What will tomorrow’s new normal be after this exceptional event? In a preview of The State of Fashion report that McKinsey and Company recently published, in collaboration with BOF, the starting point is already a significant figure that deals an unwelcome blow on the entire fashion and luxury system: between January and the end of March 2020, capitalization in this market dropped by an average of almost 40%. For an industry that is able to generate annual global revenues of $2.5 trillion – prior to Covid-19 – it is a staggering amount. Going into details, for personal luxury goods (fashion, accessories, watches, jewelry), a global reduction in annual revenues of between 35 and 39% has been estimated as well as a positive growth of 1 to 4% in 2021 (compared to 2019). The consumption standstill is further aggravating the offer side of the crisis. The forced closure of the stores, for a sector that still depends greatly on off-line channels, together with the final consumer’s instinct to prioritize essential goods, inevitably has an effect on brand profits and depletes liquidity reserves. On-line channels, which have decreased by 15 to 25% in China, 5 to 20% in Europe and 30 to 40% in the United States, are not doing much better. In its new analysis, McKinsey identifies three environments and five analysis points that could suffer the consequences of this pandemic more greatly. Here is a short summary:
Survival instinct. Recovery will coincide with a period of recession. Companies that survive will intervene rapidly to stabilize their core business, before appearing on new markets, evaluate new strategies and growth opportunities.

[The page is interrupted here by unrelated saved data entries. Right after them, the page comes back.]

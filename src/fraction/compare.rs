// src/fraction/compare.rs
//
// 比較演算
//
// Fraction 同士の等価性は正規形の成分比較（derive）で決まる。
// 順序は交差乗算 a.n × b.d と b.n × a.d の比較。

use std::cmp::Ordering;

use num_bigint::BigInt;

use super::float::decompose_finite;
use super::Fraction;

impl Ord for Fraction {
    fn cmp(&self, other: &Self) -> Ordering {
        // 分母が等しければ分子だけで決まる（整数同士を含む）
        if self.denominator == other.denominator {
            return self.numerator.cmp(&other.numerator);
        }
        let left = &self.numerator * &other.denominator;
        let right = &other.numerator * &self.denominator;
        left.cmp(&right)
    }
}

impl PartialOrd for Fraction {
    fn partial_cmp(&self, other: &Self) -> Option<Ordering> {
        Some(self.cmp(other))
    }
}

impl Fraction {
    /// 整数との比較: n と k × d
    pub fn cmp_integer(&self, other: &BigInt) -> Ordering {
        if self.is_integer() {
            self.numerator.cmp(other)
        } else {
            self.numerator.cmp(&(other * &self.denominator))
        }
    }

    /// 整数との等価: d == 1 かつ n == k
    pub fn eq_integer(&self, other: &BigInt) -> bool {
        self.is_integer() && &self.numerator == other
    }

    /// 浮動小数点数との比較
    ///
    /// NaN とは順序なし。±∞ は符号で決まり、有限値は正確な分数に
    /// 変換してから比較する。
    pub fn partial_cmp_f64(&self, other: f64) -> Option<Ordering> {
        if other.is_nan() {
            return None;
        }
        if other.is_infinite() {
            return Some(if other > 0.0 {
                Ordering::Less
            } else {
                Ordering::Greater
            });
        }
        let (numerator, denominator) = decompose_finite(other);
        Some(self.cmp(&Fraction::from_canonical(numerator, denominator)))
    }

    pub fn eq_f64(&self, other: f64) -> bool {
        self.partial_cmp_f64(other) == Some(Ordering::Equal)
    }
}

// ============================================================================
// 整数・浮動小数点数との比較演算子
// ============================================================================

impl PartialEq<BigInt> for Fraction {
    fn eq(&self, other: &BigInt) -> bool {
        self.eq_integer(other)
    }
}

impl PartialOrd<BigInt> for Fraction {
    fn partial_cmp(&self, other: &BigInt) -> Option<Ordering> {
        Some(self.cmp_integer(other))
    }
}

impl PartialEq<Fraction> for BigInt {
    fn eq(&self, other: &Fraction) -> bool {
        other.eq_integer(self)
    }
}

impl PartialOrd<Fraction> for BigInt {
    fn partial_cmp(&self, other: &Fraction) -> Option<Ordering> {
        Some(other.cmp_integer(self).reverse())
    }
}

impl PartialEq<i64> for Fraction {
    fn eq(&self, other: &i64) -> bool {
        self.eq_integer(&BigInt::from(*other))
    }
}

impl PartialOrd<i64> for Fraction {
    fn partial_cmp(&self, other: &i64) -> Option<Ordering> {
        Some(self.cmp_integer(&BigInt::from(*other)))
    }
}

impl PartialEq<Fraction> for i64 {
    fn eq(&self, other: &Fraction) -> bool {
        other.eq_integer(&BigInt::from(*self))
    }
}

impl PartialOrd<Fraction> for i64 {
    fn partial_cmp(&self, other: &Fraction) -> Option<Ordering> {
        Some(other.cmp_integer(&BigInt::from(*self)).reverse())
    }
}

impl PartialEq<f64> for Fraction {
    fn eq(&self, other: &f64) -> bool {
        self.eq_f64(*other)
    }
}

impl PartialOrd<f64> for Fraction {
    fn partial_cmp(&self, other: &f64) -> Option<Ordering> {
        self.partial_cmp_f64(*other)
    }
}

impl PartialEq<Fraction> for f64 {
    fn eq(&self, other: &Fraction) -> bool {
        other.eq_f64(*self)
    }
}

impl PartialOrd<Fraction> for f64 {
    fn partial_cmp(&self, other: &Fraction) -> Option<Ordering> {
        other.partial_cmp_f64(*self).map(Ordering::reverse)
    }
}

#[cfg(test)]
mod tests {
    use super::*;
    use crate::fraction;

    #[test]
    fn test_ordering_between_fractions() {
        assert!(fraction!(1, 3) < fraction!(1, 2));
        assert!(fraction!(-1, 2) < fraction!(-1, 3));
        assert!(fraction!(7, 3) > fraction!(2));
        assert_eq!(fraction!(2, 4).cmp(&fraction!(1, 2)), Ordering::Equal);
        let mut values = vec![fraction!(3, 4), fraction!(-1), fraction!(1, 8), fraction!(0)];
        values.sort();
        assert_eq!(values, vec![fraction!(-1), fraction!(0), fraction!(1, 8), fraction!(3, 4)]);
    }

    #[test]
    fn test_compare_with_integers() {
        assert!(fraction!(4, 2) == 2i64);
        assert!(fraction!(5, 2) != 2i64);
        assert!(fraction!(5, 2) > 2i64);
        assert!(3i64 > fraction!(5, 2));
        assert!(BigInt::from(-1) < fraction!(-1, 2));
        assert!(fraction!(-3, 2) < BigInt::from(-1));
    }

    #[test]
    fn test_compare_with_floats() {
        assert!(fraction!(1, 2) == 0.5);
        assert!(fraction!(1, 10) != 0.1);
        assert!(fraction!(1, 10) < 0.1);
        assert!(fraction!(1, 3) > 0.333);
        assert!(fraction!(10).pow_int(&BigInt::from(400)).unwrap() < f64::INFINITY);
        assert!(fraction!(-10).pow_int(&BigInt::from(401)).unwrap() > f64::NEG_INFINITY);
        assert!(0.75 > fraction!(1, 2));
    }

    #[test]
    fn test_nan_is_unordered_and_unequal() {
        let half = fraction!(1, 2);
        assert_eq!(half.partial_cmp_f64(f64::NAN), None);
        assert!(!half.eq_f64(f64::NAN));
        assert!(!half.eq_f64(-f64::NAN));
        assert_eq!(PartialOrd::<f64>::partial_cmp(&half, &f64::NAN), None);
        assert_eq!(PartialOrd::<Fraction>::partial_cmp(&f64::NAN, &half), None);
    }
}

Attraction to products at reduced prices. Faced with the fact that they will have to find new ways to re-acquire value and re-think their business mission, one of the big brands’ priorities will be freeing up stock.
Growth of digital platforms. Physical distance will make digital channels increasingly important. If companies do not intervene to strengthen and encourage the use of digital tools, they will feel the impact in the long term.
Darwinian selection. The crisis will give the strongest companies even greater strength and speed up the decline of those that were already weak prior to Covid-19. We will see a wave of mergers and takeovers.
Innovation. To mitigate the damage caused by the crisis, adapt to new economic scenarios and consumer behavior, companies will have to invest in new tools and adopt new strategies to reinforce their supply chains, improve operability and productivity as well as re-think their business model.